Segment Open

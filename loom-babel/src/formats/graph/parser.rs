//! Graph decoder
//!
//! 1. Index the node list by id, rejecting an empty list and repeated ids.
//! 2. Check that both endpoints of every edge exist, whatever its relation. Then resolve the
//!    structural edges: a node may have only one parent, and an edge repeated verbatim
//!    counts once.
//! 3. Find the root: the single node nothing points to.
//! 4. Rebuild the tree from the root, children in edge order, and require that every node
//!    was reached (anything left over hangs on a cycle).
//! 5. Compare the `childrenIds`/`parentIds` caches with the edges and warn on mismatch.

use super::{GraphDocument, GraphNodeRecord};
use crate::error::FormatError;
use crate::formats::common::from_json;
use crate::tree::{assemble, LoomTree};
use std::collections::{HashMap, HashSet};
use tracing::{debug, warn};

/// Decode graph JSON text.
pub fn decode(source: &str) -> Result<LoomTree, FormatError> {
    let document: GraphDocument = from_json(source)?;
    decode_document(&document)
}

/// Decode a typed graph document.
pub fn decode_document(document: &GraphDocument) -> Result<LoomTree, FormatError> {
    if document.nodes.is_empty() {
        return Err(FormatError::malformed("graph contains no nodes"));
    }

    let mut index: HashMap<&str, &GraphNodeRecord> = HashMap::with_capacity(document.nodes.len());
    for node in &document.nodes {
        if index.insert(node.id.as_str(), node).is_some() {
            return Err(FormatError::malformed(format!(
                "node id '{}' appears more than once",
                node.id
            )));
        }
    }

    let links = Links::resolve(document, &index)?;

    let roots: Vec<&str> = document
        .nodes
        .iter()
        .map(|node| node.id.as_str())
        .filter(|id| !links.parent_of.contains_key(id))
        .collect();
    let root = match roots.as_slice() {
        [root] => *root,
        _ => {
            return Err(FormatError::malformed(format!(
                "expected exactly one root (a node without an incoming parentId edge), found {}",
                roots.len()
            )))
        }
    };

    let mut visited = 0;
    let tree = build(root, &index, &links, &mut visited);
    if visited != document.nodes.len() {
        return Err(FormatError::malformed(format!(
            "{} node(s) are not reachable from root '{root}' (edge cycle)",
            document.nodes.len() - visited
        )));
    }

    check_caches(document, &links);

    debug!(
        nodes = visited,
        edges = links.edge_count,
        root = root,
        "decoded graph document"
    );
    Ok(tree)
}

/// Parent/child relationships taken from the structural edges.
struct Links<'a> {
    parent_of: HashMap<&'a str, &'a str>,
    children_of: HashMap<&'a str, Vec<&'a str>>,
    edge_count: usize,
}

impl<'a> Links<'a> {
    fn resolve(
        document: &'a GraphDocument,
        index: &HashMap<&str, &GraphNodeRecord>,
    ) -> Result<Self, FormatError> {
        let mut links = Links {
            parent_of: HashMap::new(),
            children_of: HashMap::new(),
            edge_count: 0,
        };

        for edge in &document.edges {
            for endpoint in [&edge.from, &edge.to] {
                if !index.contains_key(endpoint.as_str()) {
                    return Err(FormatError::malformed(format!(
                        "edge '{}' -> '{}' ({}) references unknown node '{endpoint}'",
                        edge.from, edge.to, edge.relation
                    )));
                }
            }
        }

        for edge in document.edges.iter().filter(|edge| edge.is_structural()) {
            match links.parent_of.get(edge.to.as_str()) {
                Some(&parent) if parent == edge.from => {
                    debug!(from = %edge.from, to = %edge.to, "skipping repeated edge");
                    continue;
                }
                Some(&parent) => {
                    return Err(FormatError::malformed(format!(
                        "node '{}' has more than one parent ('{parent}' and '{}')",
                        edge.to, edge.from
                    )));
                }
                None => {}
            }

            links.parent_of.insert(&edge.to, &edge.from);
            links
                .children_of
                .entry(edge.from.as_str())
                .or_default()
                .push(edge.to.as_str());
            links.edge_count += 1;
        }

        Ok(links)
    }
}

fn build<'a>(
    root: &'a str,
    index: &HashMap<&str, &GraphNodeRecord>,
    links: &Links<'a>,
    visited: &mut usize,
) -> LoomTree {
    assemble(
        root,
        |id| {
            *visited += 1;
            let node = LoomTree {
                id: Some(id.to_string()),
                text: index[id].text.clone(),
                children: Vec::new(),
            };
            (node, links.children_of.get(id).cloned().unwrap_or_default())
        },
        LoomTree::add_child,
    )
}

fn check_caches(document: &GraphDocument, links: &Links<'_>) {
    for node in &document.nodes {
        let id = node.id.as_str();
        let from_edges: HashSet<&str> = links
            .children_of
            .get(id)
            .map(|children| children.iter().copied().collect())
            .unwrap_or_default();
        let cached: HashSet<&str> = node.children_ids.iter().map(String::as_str).collect();
        if cached != from_edges {
            warn!(node = id, "childrenIds disagree with edges; using edges");
        }

        let parent_from_edges: HashSet<&str> = links.parent_of.get(id).copied().into_iter().collect();
        let cached_parents: HashSet<&str> = node.parent_ids.iter().map(String::as_str).collect();
        if cached_parents != parent_from_edges {
            warn!(node = id, "parentIds disagree with edges; using edges");
        }
    }
}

Segment Closed

● Your assignment: Write out all of the records once more, exactly.

● Answer space:
filename loom-babel/src/formats/graph/parser.rs
//! Graph decoder
//!
//! 1. Index the node list by id, rejecting an empty list and repeated ids.
//! 2. Check that both endpoints of every edge exist, whatever its relation. Then resolve the
//!    structural edges: a node may have only one parent, and an edge repeated verbatim
//!    counts once.
//! 3. Find the root: the single node nothing points to.
//! 4. Rebuild the tree from the root, children in edge order, and require that every node
//!    was reached (anything left over hangs on a cycle).
//! 5. Compare the `childrenIds`/`parentIds` caches with the edges and warn on mismatch.

use super::{GraphDocument, GraphNodeRecord};
use crate::error::FormatError;
use crate::formats::common::from_json;
use crate::tree::{assemble, LoomTree};
use std::collections::{HashMap, HashSet};
use tracing::{debug, warn};

/// Decode graph JSON text.
pub fn decode(source: &str) -> Result<LoomTree, FormatError> {
    let document: GraphDocument = from_json(source)?;
    decode_document(&document)
}

/// Decode a typed graph document.
pub fn decode_document(document: &GraphDocument) -> Result<LoomTree, FormatError> {
    if document.nodes.is_empty() {
        return Err(FormatError::malformed("graph contains no nodes"));
    }

    let mut index: HashMap<&str, &GraphNodeRecord> = HashMap::with_capacity(document.nodes.len());
    for node in &document.nodes {
        if index.insert(node.id.as_str(), node).is_some() {
            return Err(FormatError::malformed(format!(
                "node id '{}' appears more than once",
                node.id
            )));
        }
    }

    let links = Links::resolve(document, &index)?;

    let roots: Vec<&str> = document
        .nodes
        .iter()
        .map(|node| node.id.as_str())
        .filter(|id| !links.parent_of.contains_key(id))
        .collect();
    let root = match roots.as_slice() {
        [root] => *root,
        _ => {
            return Err(FormatError::malformed(format!(
                "expected exactly one root (a node without an incoming parentId edge), found {}",
                roots.len()
            )))
        }
    };

    let mut visited = 0;
    let tree = build(root, &index, &links, &mut visited);
    if visited != document.nodes.len() {
        return Err(FormatError::malformed(format!(
            "{} node(s) are not reachable from root '{root}' (edge cycle)",
            document.nodes.len() - visited
        )));
    }

    check_caches(document, &links);

    debug!(
        nodes = visited,
        edges = links.edge_count,
        root = root,
        "decoded graph document"
    );
    Ok(tree)
}

/// Parent/child relationships taken from the structural edges.
struct Links<'a> {
    parent_of: HashMap<&'a str, &'a str>,
    children_of: HashMap<&'a str, Vec<&'a str>>,
    edge_count: usize,
}

impl<'a> Links<'a> {
    fn resolve(
        document: &'a GraphDocument,
        index: &HashMap<&str, &GraphNodeRecord>,
    ) -> Result<Self, FormatError> {
        let mut links = Links {
            parent_of: HashMap::new(),
            children_of: HashMap::new(),
            edge_count: 0,
        };

        for edge in &document.edges {
            for endpoint in [&edge.from, &edge.to] {
                if !index.contains_key(endpoint.as_str()) {
                    return Err(FormatError::malformed(format!(
                        "edge '{}' -> '{}' ({}) references unknown node '{endpoint}'",
                        edge.from, edge.to, edge.relation
                    )));
                }
            }
        }

        for edge in document.edges.iter().filter(|edge| edge.is_structural()) {
            match links.parent_of.get(edge.to.as_str()) {
                Some(&parent) if parent == edge.from => {
                    debug!(from = %edge.from, to = %edge.to, "skipping repeated edge");
                    continue;
                }
                Some(&parent) => {
                    return Err(FormatError::malformed(format!(
                        "node '{}' has more than one parent ('{parent}' and '{}')",
                        edge.to, edge.from
                    )));
                }
                None => {}
            }

            links.parent_of.insert(&edge.to, &edge.from);
            links
                .children_of
                .entry(edge.from.as_str())
                .or_default()
                .push(edge.to.as_str());
            links.edge_count += 1;
        }

        Ok(links)
    }
}

fn build<'a>(
    root: &'a str,
    index: &HashMap<&str, &GraphNodeRecord>,
    links: &Links<'a>,
    visited: &mut usize,
) -> LoomTree {
    assemble(
        root,
        |id| {
            *visited += 1;
            let node = LoomTree {
                id: Some(id.to_string()),
                text: index[id].text.clone(),
                children: Vec::new(),
            };
            (node, links.children_of.get(id).cloned().unwrap_or_default())
        },
        LoomTree::add_child,
    )
}

fn check_caches(document: &GraphDocument, links: &Links<'_>) {
    for node in &document.nodes {
        let id = node.id.as_str();
        let from_edges: HashSet<&str> = links
            .children_of
            .get(id)
            .map(|children| children.iter().copied().collect())
            .unwrap_or_default();
        let cached: HashSet<&str> = node.children_ids.iter().map(String::as_str).collect();
        if cached != from_edges {
            warn!(node = id, "childrenIds disagree with edges; using edges");
        }

        let parent_from_edges: HashSet<&str> = links.parent_of.get(id).copied().into_iter().collect();
        let cached_parents: HashSet<&str> = node.parent_ids.iter().map(String::as_str).collect();
        if cached_parents != parent_from_edges {
            warn!(node = id, "parentIds disagree with edges; using edges");
        }
    }
}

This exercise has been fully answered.